The defendant argued a ‘total absence of fault’ defence.  She said she had (responsibly) tied the dog to the clothesline prior to her guest’s arrival, that her ex-partner then untied the dog from the clothesline (intending to take the dog for a walk), and opened the door, at which point the dog attacked the child.

In response, the council argued that the defendant had been at fault, and that she could not “get off” on the basis she had a ‘total absence of fault’ defence.  In addition to noting the aggressive nature of the dog, the Council pointed to the fact that:

  • the dog had been classified as menacing by breed; but
  • the defendant had failed to neuter her dog as required per the classification, with the Court accepting evidence that dogs were less likely to be aggressive if neutered; and
  • she had failed to inform her ex-partner, who came to walk the dog, that the dog had a menacing classification and of the requirements of that classification i.e muzzling the dog in public.

Findings

Judge Earwaker rejected the defence and found the defendant guilty of the charge.

The Judge observed that he would have found that the defendant had not taken “reasonable steps” on the basis that she had not neutered the dog alone.
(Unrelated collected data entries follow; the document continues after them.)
//! Shared test utilities for job consumer testing
//!
//! This crate provides reusable test infrastructure:
//! - `TestRedis`: Redis container with automatic cleanup (feature: "redis")
//! - `TestDataBuilder`: Deterministic job ids, worker ids and queue names (always available)
//! - `assertions`: Custom assertion helpers (always available)
//!
//! # Features
//!
//! - `redis`: Enables Redis test infrastructure
//! - `all`: Enables all store test infrastructure
//!
//! # Usage
//!
//! ## Job Fixtures
//!
//! ```rust
//! use test_utils::TestDataBuilder;
//!
//! let builder = TestDataBuilder::from_test_name("my_test");
//! let job_id = builder.job_id(1);
//! let worker = builder.worker_id();
//! let queue = builder.name("queue", "main");
//! ```
//!
//! ## Redis Testing
//!
//! Add `features = ["redis"]` to your dev-dependencies:
//!
//! ```toml
//! [dev-dependencies]
//! test-utils = { workspace = true, features = ["redis"] }
//! ```
//!
//! Then in your tests:
//!
//! ```rust,ignore
//! use test_utils::TestRedis;
//! use redis::AsyncCommands;
//!
//! #[tokio::test]
//! async fn my_redis_test() {
//!     let redis = TestRedis::new().await;
//!     let mut conn = redis.connection();
//!
//!     conn.set::<_, _, ()>("status:mailer:42", "OK").await.unwrap();
//!     let value: String = conn.get("status:mailer:42").await.unwrap();
//!     assert_eq!(value, "OK");
//! }
//! ```

use uuid::Uuid;

#[cfg(feature = "redis")]
mod redis;

#[cfg(feature = "redis")]
pub use redis::TestRedis;

/// Builder for test data with deterministic randomization
///
/// This ensures tests are reproducible by using seeded data.
pub struct TestDataBuilder {
    seed: u64,
}

impl TestDataBuilder {
    /// Create a new builder with a seed (for deterministic tests)
    pub fn new(seed: u64) -> Self {
        Self { seed }
    }

    /// Create from test name (generates seed from test name hash)
    ///
    /// # Example
    ///
    /// ```
    /// use test_utils::TestDataBuilder;
    ///
    /// let builder = TestDataBuilder::from_test_name("test_duplicate_delivery");
    /// ```
    pub fn from_test_name(name: &str) -> Self {
        use std::collections::hash_map::DefaultHasher;
        use std::hash::{Hash, Hasher};

        let mut hasher = DefaultHasher::new();
        name.hash(&mut hasher);
        Self::new(hasher.finish())
    }

    /// Job id unique to this builder and `n`
    pub fn job_id(&self, n: u32) -> String {
        format!("job-{:x}-{}", self.seed, n)
    }

    /// Worker id unique to this builder, so store keys never collide across tests
    pub fn worker_id(&self) -> String {
        format!("worker-{:x}", self.seed)
    }

    /// Deterministic UUID derived from the seed
    pub fn uuid(&self) -> Uuid {
        let bytes = self.seed.to_le_bytes();
        let mut uuid_bytes = [0u8; 16];
        uuid_bytes[..8].copy_from_slice(&bytes);
        uuid_bytes[8..16].copy_from_slice(&bytes);
        Uuid::from_bytes(uuid_bytes)
    }

    /// Generate a unique name for testing
    ///
    /// # Arguments
    ///
    /// * `prefix` - The kind of resource (e.g., "queue", "exchange")
    /// * `suffix` - A unique identifier within the test (e.g., "main", "failed")
    ///
    /// # Example
    ///
    /// ```
    /// use test_utils::TestDataBuilder;
    ///
    /// let builder = TestDataBuilder::new(7);
    /// assert_eq!(builder.name("queue", "main"), "test-queue-7-main");
    /// ```
    pub fn name(&self, prefix: &str, suffix: &str) -> String {
        format!("test-{}-{}-{}", prefix, self.seed, suffix)
    }
}

/// Test assertion helpers
pub mod assertions {
    /// Assert that an optional value is Some
    pub fn assert_some<T>(value: Option<T>, context: &str) -> T {
        value.unwrap_or_else(|| panic!("{}: expected Some, got None", context))
    }

    /// Assert that a job ran exactly `expected` times
    pub fn assert_runs(actual: usize, expected: usize, job_id: &str) {
        assert_eq!(
            actual, expected,
            "job {}: expected {} run(s), got {}",
            job_id, expected, actual
        );
    }
}

#[cfg(test)]
mod tests {
    use super::*;

    #[test]
    fn test_data_builder_deterministic() {
        let builder1 = TestDataBuilder::new(42);
        let builder2 = TestDataBuilder::new(42);

        assert_eq!(builder1.uuid(), builder2.uuid());
        assert_eq!(builder1.job_id(1), builder2.job_id(1));
        assert_eq!(builder1.name("queue", "test"), builder2.name("queue", "test"));
    }

    #[test]
    fn test_data_builder_from_name() {
        let builder1 = TestDataBuilder::from_test_name("my_test");
        let builder2 = TestDataBuilder::from_test_name("my_test");

        assert_eq!(builder1.worker_id(), builder2.worker_id());
    }

    #[test]
    fn test_data_builder_different_names() {
        let builder1 = TestDataBuilder::from_test_name("test1");
        let builder2 = TestDataBuilder::from_test_name("test2");

        assert_ne!(builder1.worker_id(), builder2.worker_id());
        assert_ne!(builder1.job_id(1), builder2.job_id(1));
    }

    #[test]
    fn test_job_ids_differ_per_index() {
        let builder = TestDataBuilder::new(1);
        assert_ne!(builder.job_id(1), builder.job_id(2));
    }
}
//! Effectively-once execution on top of at-least-once delivery
//!
//! For every message carrying `meta._id` the guard keeps a status record, a
//! retry counter and a lock in the key-value store:
//!
//! - `FAIL` status: the message is reported unparseable and dead-lettered
//! - `OK` status: acknowledged without running
//! - lock held elsewhere: skipped, and dead-lettered when redelivered
//! - otherwise the handler runs under the lock
//!
//! Failures increment the retry counter. Once it reaches the retry limit (or
//! the failure is permanent) the job is marked `FAIL` and dead-lettered;
//! below the limit the message goes to the delayed destination, or back to the
//! queue when none is configured.
//!
//! Messages without a job id run unconditionally.

use crate::config::IdempotencyConfig;
use crate::envelope::JobId;
use crate::error::{ConsumerError, ParseError};
use crate::guard::{Decision, Disposition, ExecutionGuard, Outcome, SkipReason};
use crate::lifecycle::JobContext;
use crate::lock::JobLock;
use crate::store::{JobKeys, JobStatus, KeyValueStore};
use async_trait::async_trait;
use std::sync::Arc;
use tracing::{error, info, warn};

/// State handed from `check_and_prepare` to `finalize`
#[derive(Debug, Default)]
pub struct GuardTicket {
    keys: Option<JobKeys>,
    lock: Option<JobLock>,
}

impl GuardTicket {
    pub fn is_locked(&self) -> bool {
        self.lock.is_some()
    }
}

/// Deduplicating [`ExecutionGuard`] backed by a [`KeyValueStore`]
#[derive(Clone)]
pub struct IdempotencyGuard {
    store: Arc<dyn KeyValueStore>,
    config: IdempotencyConfig,
}

impl IdempotencyGuard {
    pub fn new(store: Arc<dyn KeyValueStore>, config: IdempotencyConfig) -> Self {
        Self { store, config }
    }

    pub fn config(&self) -> &IdempotencyConfig {
        &self.config
    }

    /// Current status of a job, `Waiting` when unknown
    pub async fn status(&self, keys: &JobKeys) -> Result<JobStatus, ConsumerError> {
        let stored = self.store.get(&keys.status).await?;
        Ok(JobStatus::from_stored(stored.as_deref()))
    }

    async fn set_status(&self, keys: &JobKeys, status: JobStatus) -> Result<(), ConsumerError> {
        self.store
            .set(&keys.status, status.as_ref(), self.config.status_ttl)
            .await?;
        Ok(())
    }

    /// Create the status record and retry counter if this is the first sighting
    async fn register(&self, keys: &JobKeys) -> Result<(), ConsumerError> {
        let ttl = self.config.status_ttl;
        self.store
            .set_if_absent(&keys.status, JobStatus::Waiting.as_ref(), ttl)
            .await?;
        self.store.set_if_absent(&keys.retry, "0", ttl).await?;
        Ok(())
    }

    /// Decision for a job that already reached a terminal status
    async fn settled_decision(
        &self,
        keys: &JobKeys,
        job_id: &JobId,
    ) -> Result<Option<Decision>, ConsumerError> {
        let worker = &self.config.worker_id;
        let status = self.status(keys).await?;
        if !status.is_terminal() {
            return Ok(None);
        }
        match status {
            JobStatus::Failed => Ok(Some(Decision::Unparseable(ParseError::JobFailed {
                worker: worker.clone(),
                job_id: job_id.to_string(),
            }))),
            JobStatus::Complete => {
                info!(worker = %worker, job_id = %job_id, "Job already completed, skipping");
                Ok(Some(Decision::Skip(SkipReason::Complete)))
            }
            JobStatus::Waiting => Ok(None),
        }
    }

    async fn route(
        &self,
        ctx: &mut JobContext<'_>,
        keys: &JobKeys,
        outcome: &Outcome,
    ) -> Result<Disposition, ConsumerError> {
        let worker = &self.config.worker_id;

        match outcome {
            Outcome::Succeeded => {
                if ctx.mark_complete() {
                    self.set_status(keys, JobStatus::Complete).await?;
                    info!(worker = %worker, job_id = %display_id(ctx), "Job completed");
                }
                Ok(Disposition::Handled)
            }
            Outcome::Failed(err) => {
                let attempts = self.store.incr(&keys.retry).await?;
                let limit = i64::from(self.config.retry_limit);

                if err.is_permanent() || attempts >= limit {
                    self.set_status(keys, JobStatus::Failed).await?;
                    error!(
                        worker = %worker,
                        job_id = %display_id(ctx),
                        attempts,
                        retry_limit = limit,
                        category = %err.category(),
                        error = %err,
                        "Job failed, giving up"
                    );
                    ctx.dead_letter().await?;
                } else {
                    warn!(
                        worker = %worker,
                        job_id = %display_id(ctx),
                        attempts,
                        retry_limit = limit,
                        error = %err,
                        "Job failed, scheduling retry"
                    );
                    ctx.metrics().job_retried();
                    match &self.config.delayed_destination {
                        Some(destination) => ctx.publish_copy_to(destination).await?,
                        None => ctx.reject(true).await?,
                    }
                }
                Ok(Disposition::Handled)
            }
            Outcome::Skipped(_) | Outcome::Unparsed(_) => Ok(Disposition::Default),
        }
    }
}

fn display_id(ctx: &JobContext<'_>) -> String {
    ctx.job_id().map(ToString::to_string).unwrap_or_default()
}

#[async_trait]
impl ExecutionGuard for IdempotencyGuard {
    type Ticket = GuardTicket;

    async fn check_and_prepare(
        &self,
        ctx: &mut JobContext<'_>,
    ) -> Result<(Decision, GuardTicket), ConsumerError> {
        ctx.set_mark_complete(self.config.mark_complete);
        let worker = &self.config.worker_id;

        let Some(job_id) = ctx.job_id().cloned() else {
            warn!(
                worker = %worker,
                queue = %ctx.queue(),
                "Message has no job id, running without deduplication"
            );
            return Ok((Decision::Proceed, GuardTicket::default()));
        };

        let keys = JobKeys::new(worker, &job_id);
        self.register(&keys).await?;

        if let Some(decision) = self.settled_decision(&keys, &job_id).await? {
            let ticket = GuardTicket {
                keys: Some(keys),
                lock: None,
            };
            return Ok((decision, ticket));
        }

        let lock = JobLock::acquire(
            self.store.as_ref(),
            &keys.lock,
            worker,
            self.config.lock_ttl,
        )
        .await?;

        let Some(lock) = lock else {
            ctx.metrics().lock_contended();
            if ctx.is_redelivered() {
                error!(
                    worker = %worker,
                    job_id = %job_id,
                    lock = %keys.lock,
                    "Redelivered job is locked by another worker, dead-lettering"
                );
                ctx.dead_letter().await?;
            } else {
                info!(
                    worker = %worker,
                    job_id = %job_id,
                    lock = %keys.lock,
                    "Job is locked by another worker, skipping"
                );
            }
            let ticket = GuardTicket {
                keys: Some(keys),
                lock: None,
            };
            return Ok((Decision::Skip(SkipReason::Locked), ticket));
        };

        // The previous holder may have settled the job between our status read and the lock
        let settled = match self.settled_decision(&keys, &job_id).await {
            Ok(settled) => settled,
            Err(err) => {
                if let Err(release_err) = lock.release(self.store.as_ref()).await {
                    warn!(
                        worker = %worker,
                        job_id = %job_id,
                        error = %release_err,
                        "Failed to release lock after status check error"
                    );
                }
                return Err(err);
            }
        };

        if let Some(decision) = settled {
            lock.release(self.store.as_ref()).await?;
            let ticket = GuardTicket {
                keys: Some(keys),
                lock: None,
            };
            return Ok((decision, ticket));
        }

        Ok((
            Decision::Proceed,
            GuardTicket {
                keys: Some(keys),
                lock: Some(lock),
            },
        ))
    }

    async fn finalize(
        &self,
        ctx: &mut JobContext<'_>,
        ticket: GuardTicket,
        outcome: &Outcome,
    ) -> Result<Disposition, ConsumerError> {
        let GuardTicket { keys, lock } = ticket;
        let Some(keys) = keys else {
            return Ok(Disposition::Default);
        };

        let routed = self.route(ctx, &keys, outcome).await;

        let released = match lock {
            Some(lock) => lock.release(self.store.as_ref()).await.map(|_| ()),
            None => Ok(()),
        };

        let disposition = routed?;
        released?;
        Ok(disposition)
    }
}
//! Notification Worker
//!
//! A background worker that delivers notification jobs from a RabbitMQ queue.
//!
//! ## Architecture
//!
//! ```text
//! RabbitMQ queue (JOB_QUEUE)
//!   ↓ (prefetch JOB_PREFETCH)
//! JobConsumer<NotifyHandler, IdempotencyGuard>
//!   ↓ status / retry / lock records
//! Redis (REDIS_HOST)
//!   ↓ exhausted or unparseable jobs
//! Failed exchange (JOB_FAILED_EXCHANGE / JOB_FAILED_ROUTING_KEY)
//! ```
//!
//! ## Features
//!
//! - Each job id runs at most once per worker id, across replicas
//! - Transient failures retried through the delayed exchange, or requeued
//! - Graceful shutdown on SIGINT / SIGTERM

use async_trait::async_trait;
use core_config::amqp::AmqpConfig;
use core_config::redis::RedisConfig;
use core_config::tracing::LogSettings;
use core_config::{Environment, FromEnv};
use eyre::{Result, WrapErr};
use job_consumer::{
    AmqpBroker, ConsumerConfig, IdempotencyConfig, IdempotencyGuard, JobConsumer, JobContext,
    JobError, JobHandler, ProcessedStatus, RedisStore, metrics,
};
use serde_json::json;
use std::sync::Arc;
use tokio::signal;
use tokio::sync::watch;
use tracing::{debug, error, info, warn};

/// Delivers one notification per job
///
/// Expects `data.channel` (`"email"` or `"sms"`), `data.to` and `data.body`.
pub struct NotifyHandler;

#[async_trait]
impl JobHandler for NotifyHandler {
    fn name(&self) -> &'static str {
        "notify"
    }

    async fn run(&self, ctx: &mut JobContext<'_>) -> Result<(), JobError> {
        let data = ctx.envelope().data_fields();
        let channel = data.str(&["channel"])?.to_string();
        let to = data.str(&["to"])?.to_string();
        let body_len = data.str(&["body"])?.len();

        match channel.as_str() {
            "email" | "sms" => {}
            other => {
                return Err(JobError::permanent(format!(
                    "unsupported notification channel '{other}'"
                )));
            }
        }

        info!(
            job_id = %ctx.job_id().map(ToString::to_string).unwrap_or_default(),
            channel = %channel,
            to = %to,
            length = body_len,
            "Notification delivered"
        );

        ctx.set_response(json!({ "channel": channel, "to": to }));
        Ok(())
    }
}

/// Run the notification worker
///
/// This is the main entry point for the worker. It:
/// 1. Sets up structured logging (JSON for prod, pretty for dev, `LOG_FORMAT` overrides)
/// 2. Loads consumer, idempotency, AMQP and Redis configuration
/// 3. Connects to Redis and RabbitMQ
/// 4. Consumes until the processed limit or a shutdown signal
///
/// # Errors
///
/// Returns an error if configuration is invalid, a connection fails, or the
/// consumer hits a store or broker failure.
pub async fn run() -> Result<()> {
    core_config::tracing::install_color_eyre();

    let environment = Environment::from_env();
    let log_settings = LogSettings::from_env(&environment)
        .wrap_err("Failed to load logging configuration")?;
    core_config::tracing::init_tracing(&log_settings);

    metrics::init_metrics().wrap_err("Failed to install Prometheus recorder")?;

    info!(
        name = env!("CARGO_PKG_NAME"),
        version = env!("CARGO_PKG_VERSION"),
        "Starting notification worker"
    );
    info!("Environment: {:?}", environment);

    let consumer_config =
        ConsumerConfig::from_env().wrap_err("Failed to load consumer configuration")?;
    let idempotency_config =
        IdempotencyConfig::from_env().wrap_err("Failed to load idempotency configuration")?;
    let amqp_config = AmqpConfig::from_env().wrap_err("Failed to load AMQP configuration")?;
    let redis_config = RedisConfig::from_env().wrap_err("Failed to load Redis configuration")?;

    info!(
        queue = %consumer_config.queue,
        consumer_id = %consumer_config.consumer_id,
        prefetch = consumer_config.prefetch,
        worker_id = %idempotency_config.worker_id,
        retry_limit = idempotency_config.retry_limit,
        "Worker configuration loaded"
    );

    info!("Connecting to Redis...");
    let store = RedisStore::connect(&redis_config.uri)
        .await
        .wrap_err("Failed to connect to Redis")?;

    info!("Connecting to RabbitMQ...");
    let broker = AmqpBroker::connect(&amqp_config)
        .await
        .wrap_err("Failed to connect to RabbitMQ")?;
    broker
        .declare_queue(&consumer_config.queue)
        .await
        .wrap_err("Failed to declare job queue")?;

    let guard = IdempotencyGuard::new(Arc::new(store), idempotency_config);
    let mut consumer = JobConsumer::new(Arc::new(broker), NotifyHandler, consumer_config)
        .with_guard(guard)
        .on_processed(|message| {
            if message.status == ProcessedStatus::Failed {
                warn!(
                    job_id = ?message.job_id,
                    processed = message.processed_count,
                    "Notification job failed"
                );
            }
        });

    let (shutdown_tx, shutdown_rx) = watch::channel(false);

    tokio::spawn(async move {
        if let Err(e) = shutdown_signal().await {
            error!("Error waiting for shutdown signal: {}", e);
        }
        let _ = shutdown_tx.send(true);
    });

    consumer
        .start()
        .await
        .wrap_err("Failed to start consuming")?;

    let processed = consumer
        .run(shutdown_rx)
        .await
        .wrap_err("Job consumer failed")?;

    debug!(metrics = %metrics::render_metrics(), "Final metrics snapshot");
    info!(processed, "Notification worker stopped");
    Ok(())
}

/// Wait for a shutdown signal (SIGINT or SIGTERM)
async fn shutdown_signal() -> Result<()> {
    let ctrl_c = async {
        signal::ctrl_c()
            .await
            .wrap_err("Failed to install Ctrl+C handler")
    };

    #[cfg(unix)]
    let terminate = async {
        signal::unix::signal(signal::unix::SignalKind::terminate())
            .wrap_err("Failed to install signal handler")?
            .recv()
            .await;
        Ok::<(), eyre::Report>(())
    };

    #[cfg(not(unix))]
    let terminate = std::future::pending::<Result<()>>();

    tokio::select! {
        result = ctrl_c => {
            result?;
            info!("Received Ctrl+C, initiating shutdown...");
        },
        result = terminate => {
            result?;
            info!("Received SIGTERM, initiating shutdown...");
        },
    }

    Ok(())
}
However, the Judge stated that there was quite a lot more that satisfied him the defendant had failed to establish the defence.  Namely, the defendant could have taken a number of other relatively simple steps to ensure that the dog did not attack anyone, including telling her ex-partner that the dog had been classified as menacing, and giving him clear instructions that he needed to check with her before untying the dog and bringing the dog inside the house.

The Judge imposed a sentence of 150 hours community work, an $800 emotional harm reparation payment for the victim, plus costs.

Comments

The Court’s findings in this case provide further useful guidance as to what the court will look at in considering whether a ‘total absence of fault’ defence might apply.  The Court’s findings reiterate that there is a high bar to establish a ‘total absence of fault defence’, especially in circumstances where a ‘menacing classification’ applies to the attacking dog.

Rosie Argyle and Jodi Libbey were pleased to act for Napier City Council on this case: Napier City Council v Kerehoma [2024] NZDC 19313.